## Extracted information
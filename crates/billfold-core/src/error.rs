//! Error types for Billfold

use thiserror::Error;

/// What kind of extraction service failure occurred
///
/// Distinguishes "the call never completed" cases so callers can decide
/// whether a retry of the whole ingestion is worthwhile.
#[derive(Debug, Clone, Copy, PartialEq, Eq)]
pub enum ExtractionFailureKind {
    /// Connectivity failure, non-success status, or empty response
    Transient,
    /// The request exceeded the configured deadline
    Timeout,
}

impl std::fmt::Display for ExtractionFailureKind {
    fn fmt(&self, f: &mut std::fmt::Formatter<'_>) -> std::fmt::Result {
        match self {
            Self::Transient => write!(f, "transient"),
            Self::Timeout => write!(f, "timeout"),
        }
    }
}

/// A failure produced while validating the extraction service's answer
///
/// These are terminal for a given image: retrying the identical image
/// against the same service is unlikely to change the outcome, so the
/// caller should ask the user to retake or re-upload instead.
#[derive(Error, Debug, Clone, PartialEq, Eq)]
pub enum ValidationError {
    #[error("Extraction output is not a JSON object")]
    MalformedPayload,

    #[error("Extraction output is missing required field '{0}'")]
    MissingField(&'static str),

    #[error("Extraction output has an invalid amount: {0}")]
    InvalidAmount(String),

    #[error("Extraction output has an unknown category: {0}")]
    UnknownCategory(String),
}

#[derive(Error, Debug)]
pub enum Error {
    #[error("Database error: {0}")]
    Database(#[from] rusqlite::Error),

    #[error("Database pool error: {0}")]
    Pool(#[from] r2d2::Error),

    #[error("IO error: {0}")]
    Io(#[from] std::io::Error),

    #[error("HTTP request error: {0}")]
    Http(#[from] reqwest::Error),

    #[error("JSON error: {0}")]
    Json(#[from] serde_json::Error),

    #[error("No file provided")]
    NoFileProvided,

    #[error("Extraction service failed ({kind}): {message}")]
    ExtractionFailed {
        kind: ExtractionFailureKind,
        message: String,
    },

    #[error("{0}")]
    Validation(#[from] ValidationError),

    #[error("No budget profile for user {0}")]
    ProfileNotFound(i64),

    #[error("Username already taken: {0}")]
    DuplicateUser(String),

    #[error("Not found: {0}")]
    NotFound(String),
}

impl Error {
    /// Whether retrying the same operation may succeed
    ///
    /// True for dependency failures (extraction service down or slow),
    /// false for bad input that the user must correct first.
    pub fn is_retryable(&self) -> bool {
        matches!(
            self,
            Error::ExtractionFailed { .. } | Error::Http(_) | Error::Pool(_)
        )
    }
}

pub type Result<T> = std::result::Result<T, Error>;

#[cfg(test)]
mod tests {
    use super::*;

    #[test]
    fn test_extraction_failures_are_retryable() {
        let err = Error::ExtractionFailed {
            kind: ExtractionFailureKind::Timeout,
            message: "deadline exceeded".into(),
        };
        assert!(err.is_retryable());
    }

    #[test]
    fn test_validation_failures_are_not_retryable() {
        let err = Error::Validation(ValidationError::MalformedPayload);
        assert!(!err.is_retryable());
        assert!(!Error::NoFileProvided.is_retryable());
    }
}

## How to complete this task
Repeat each entry above exactly as it appears.

## Response to this task
filename crates/billfold-core/src/error.rs
//! Error types for Billfold

use thiserror::Error;

/// What kind of extraction service failure occurred
///
/// Distinguishes "the call never completed" cases so callers can decide
/// whether a retry of the whole ingestion is worthwhile.
#[derive(Debug, Clone, Copy, PartialEq, Eq)]
pub enum ExtractionFailureKind {
    /// Connectivity failure, non-success status, or empty response
    Transient,
    /// The request exceeded the configured deadline
    Timeout,
}

impl std::fmt::Display for ExtractionFailureKind {
    fn fmt(&self, f: &mut std::fmt::Formatter<'_>) -> std::fmt::Result {
        match self {
            Self::Transient => write!(f, "transient"),
            Self::Timeout => write!(f, "timeout"),
        }
    }
}

/// A failure produced while validating the extraction service's answer
///
/// These are terminal for a given image: retrying the identical image
/// against the same service is unlikely to change the outcome, so the
/// caller should ask the user to retake or re-upload instead.
#[derive(Error, Debug, Clone, PartialEq, Eq)]
pub enum ValidationError {
    #[error("Extraction output is not a JSON object")]
    MalformedPayload,

    #[error("Extraction output is missing required field '{0}'")]
    MissingField(&'static str),

    #[error("Extraction output has an invalid amount: {0}")]
    InvalidAmount(String),

    #[error("Extraction output has an unknown category: {0}")]
    UnknownCategory(String),
}

#[derive(Error, Debug)]
pub enum Error {
    #[error("Database error: {0}")]
    Database(#[from] rusqlite::Error),

    #[error("Database pool error: {0}")]
    Pool(#[from] r2d2::Error),

    #[error("IO error: {0}")]
    Io(#[from] std::io::Error),

    #[error("HTTP request error: {0}")]
    Http(#[from] reqwest::Error),

    #[error("JSON error: {0}")]
    Json(#[from] serde_json::Error),

    #[error("No file provided")]
    NoFileProvided,

    #[error("Extraction service failed ({kind}): {message}")]
    ExtractionFailed {
        kind: ExtractionFailureKind,
        message: String,
    },

    #[error("{0}")]
    Validation(#[from] ValidationError),

    #[error("No budget profile for user {0}")]
    ProfileNotFound(i64),

    #[error("Username already taken: {0}")]
    DuplicateUser(String),

    #[error("Not found: {0}")]
    NotFound(String),
}

impl Error {
    /// Whether retrying the same operation may succeed
    ///
    /// True for dependency failures (extraction service down or slow),
    /// false for bad input that the user must correct first.
    pub fn is_retryable(&self) -> bool {
        matches!(
            self,
            Error::ExtractionFailed { .. } | Error::Http(_) | Error::Pool(_)
        )
    }
}

pub type Result<T> = std::result::Result<T, Error>;

#[cfg(test)]
mod tests {
    use super::*;

    #[test]
    fn test_extraction_failures_are_retryable() {
        let err = Error::ExtractionFailed {
            kind: ExtractionFailureKind::Timeout,
            message: "deadline exceeded".into(),
        };
        assert!(err.is_retryable());
    }

    #[test]
    fn test_validation_failures_are_not_retryable() {
        let err = Error::Validation(ValidationError::MalformedPayload);
        assert!(!err.is_retryable());
        assert!(!Error::NoFileProvided.is_retryable());
    }
}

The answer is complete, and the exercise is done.